This is a Spotlight article describing my photographic process from Black & White Magazine, Issue 126, April 2018.  Written by Larry Lytle.
Spotlight: Mikael Carstanjen
The history of photography, its movements and treatment of subject matter is, for better or worse, tied to its technology. The long list of image-bearing inventions that shaped the look of photography’s first hundred years, also established the way we think about certain subject matter inhabiting those pioneering images. The allegiance to those bygone media are still with us, as are their visual tropes. This includes not only a 21st century drive to keep those darkroom processes alive—such as Daguerreotypes, tintypes, glass plate negatives, cyanotypes and so on—but also convert digital imagery into simulations of those 19th century media. It’s this latter approach, digital turned vintage, that photographer Mikael Carstanjen uses to create portraits.
     Carstanjen’s images began as a way to honor those taking part in historical re-enactments. He explains, “My love for photography and history came together when I attended an American Revolutionary War reenactment in 2012. Each re-enactor, wearing authentic period clothing, takes on the persona of an individual who fought in that particular battle.” Carstanjen adds, “Profoundly moved by the experience, I wanted to have more than just snapshots from that day. Studying my photographs, I made a decision. My goal was to make digital images portray the men and battle in a medium that would have been available for that time in history.” To this end Carstanjen uses the freedom of digital image making to apply a simulacrum of the appropriate art media of that era. He continues, “My artwork from the Battle of Rock Harbor 1813 in Orleans, Massachusetts, is portrayed in digital watercolors. For the American Civil War, I developed a method for creating a digital tintype. Each image is printed to a film and then hand transferred onto the metal.” 
     These images carry us to another time in photography’s and our nation’s history. In this Carstanjen’s photographs pose an interesting and important question concerning our culture’s interpretation of photography and its presumed documentation of past events and people. His reconstructed tintypes are like a hall of mirrors, reflections within a reflection. The re-enactor’s who are replicating a point in history are being documented by way of a re-created process in photography’s history. This effect extends to the portraits taken at powwows: The Native Americans are photographed as they interact at the gathering, wearing the traditional clothes of their tribe. They are modern people photographed in the act of keep their customs and culture alive. 

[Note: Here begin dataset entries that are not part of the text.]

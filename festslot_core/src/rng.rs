use hmac::{Hmac, Mac};
use rand::{rngs::StdRng, Rng, SeedableRng};
use sha2::{Digest, Sha256};

pub type HmacSha256 = Hmac<Sha256>;

/// Source of uniform draws for jitter and reel symbols.
///
/// The controller only ever asks for `below(n)` with `n > 0`; implementations
/// must return a value in `0..n`.
pub trait RandomSource: Send {
    fn below(&mut self, bound: u32) -> u32;
}

/// OS-seeded generator used in normal play.
pub struct EntropyRandom {
    rng: StdRng,
}

impl EntropyRandom {
    pub fn new() -> Self {
        Self {
            rng: StdRng::from_os_rng(),
        }
    }
}

impl Default for EntropyRandom {
    fn default() -> Self {
        Self::new()
    }
}

impl RandomSource for EntropyRandom {
    fn below(&mut self, bound: u32) -> u32 {
        self.rng.random_range(0..bound)
    }
}

pub fn derive_floats(hmac_bytes: &[u8], count: usize) -> Vec<f64> {
    // successive big-endian u32 chunks mapped onto [0,1)
    let mut out = Vec::with_capacity(count);
    let mut buffer = hmac_bytes.to_vec();
    let mut i = 0usize;
    while out.len() < count {
        if i + 4 > buffer.len() {
            buffer = Sha256::digest(&buffer).to_vec();
            i = 0;
            continue;
        }
        let chunk = &buffer[i..i + 4];
        let v = u32::from_be_bytes([chunk[0], chunk[1], chunk[2], chunk[3]]);
        out.push((v as f64) / (u32::MAX as f64 + 1.0));
        i += 4;
    }
    out
}

/// Replayable stream: HMAC-SHA256(seed, "block:<n>") expanded into floats.
///
/// Two instances built from the same seed yield the same draws, which makes a
/// whole session reproducible from `--seed`.
pub struct SeededRandom {
    seed: String,
    block: u64,
    pending: Vec<f64>,
}

const FLOATS_PER_BLOCK: usize = 8;

impl SeededRandom {
    pub fn new(seed: impl Into<String>) -> Self {
        Self {
            seed: seed.into(),
            block: 0,
            pending: Vec::new(),
        }
    }

    pub fn seed(&self) -> &str {
        &self.seed
    }

    fn block_bytes(&self, block: u64) -> [u8; 32] {
        let mut mac = HmacSha256::new_from_slice(self.seed.as_bytes()).expect("HMAC key");
        mac.update(format!("block:{block}").as_bytes());
        let mut out = [0u8; 32];
        out.copy_from_slice(&mac.finalize().into_bytes());
        out
    }

    fn next_float(&mut self) -> f64 {
        if self.pending.is_empty() {
            let bytes = self.block_bytes(self.block);
            self.block += 1;
            let mut floats = derive_floats(&bytes, FLOATS_PER_BLOCK);
            floats.reverse();
            self.pending = floats;
        }
        self.pending.pop().unwrap_or_default()
    }
}

impl RandomSource for SeededRandom {
    fn below(&mut self, bound: u32) -> u32 {
        let v = (self.next_float() * bound as f64).floor() as u32;
        v.min(bound.saturating_sub(1))
    }
}

/// Replays a fixed list of raw values (reduced modulo the bound), cycling when
/// exhausted. Handy for forcing reel outcomes.
#[derive(Debug, Clone)]
pub struct ScriptedRandom {
    values: Vec<u32>,
    pos: usize,
}

impl ScriptedRandom {
    pub fn new(values: impl Into<Vec<u32>>) -> Self {
        Self {
            values: values.into(),
            pos: 0,
        }
    }
}

impl RandomSource for ScriptedRandom {
    fn below(&mut self, bound: u32) -> u32 {
        if self.values.is_empty() || bound == 0 {
            return 0;
        }
        let v = self.values[self.pos % self.values.len()];
        self.pos += 1;
        v % bound
    }
}

#[cfg(test)]
mod tests {
    use super::*;

    #[test]
    fn seeded_is_repeatable() {
        let mut a = SeededRandom::new("festival");
        let mut b = SeededRandom::new("festival");
        let da: Vec<u32> = (0..20).map(|_| a.below(7)).collect();
        let db: Vec<u32> = (0..20).map(|_| b.below(7)).collect();
        assert_eq!(da, db);
        assert_eq!(a.seed(), "festival");
    }

    #[test]
    fn seeded_differs_by_seed() {
        let mut a = SeededRandom::new("one");
        let mut b = SeededRandom::new("two");
        let da: Vec<u32> = (0..32).map(|_| a.below(1000)).collect();
        let db: Vec<u32> = (0..32).map(|_| b.below(1000)).collect();
        assert_ne!(da, db);
    }

    #[test]
    fn draws_stay_in_bounds() {
        let mut seeded = SeededRandom::new("bounds");
        let mut entropy = EntropyRandom::new();
        for _ in 0..500 {
            assert!(seeded.below(7) < 7);
            assert!(entropy.below(300) < 300);
        }
    }

    #[test]
    fn derive_floats_extends_past_input() {
        let floats = derive_floats(&[1, 2, 3, 4], 5);
        assert_eq!(floats.len(), 5);
        assert!(floats.iter().all(|f| (0.0..1.0).contains(f)));
    }

    #[test]
    fn scripted_cycles() {
        let mut r = ScriptedRandom::new(vec![3, 9]);
        assert_eq!(r.below(7), 3);
        assert_eq!(r.below(7), 2);
        assert_eq!(r.below(7), 3);
        assert_eq!(ScriptedRandom::new(Vec::new()).below(7), 0);
    }
}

     Carstanjen shoots candid photographs of them, likening his method of working to that of a street photographer. He carefully strips the portrait out of the background eliminating any reference to modernity and Photoshop’s the lone figure into one of his pre-photographed backgrounds; the appropriate filter is used to add boarders and texture; film, with this newly constructed portrait, is produced via inkjet printer and applied to a white-painted metal substrate; the end result is then coated with a clear sealer. Carstanjen’s method of making a digital tintype is as work-intensive and time-consuming as the original wet-plate process. This is, however, necessary if we are to take part in a process that reaches back into the past to re-present an event and its actors. By doing so, Carstanjen shares with us his interest in history.
     With these re-created tintypes, Carstanjen has tapped into our innate drive to understand our place in the continuum of life. Leaving us to sort out its truth, which can only come if we confront and understand history with all of its consequences, good and bad. His photographs of battles fought long ago and of present-day native people reestablishing their heritage reminds us that history, is mostly written by the victors and that we are at times left with seeing it as a reflection within a reflection—a re-enactment of the past viewed through a modern camera, and presented via a replica of a vintage photographic technology.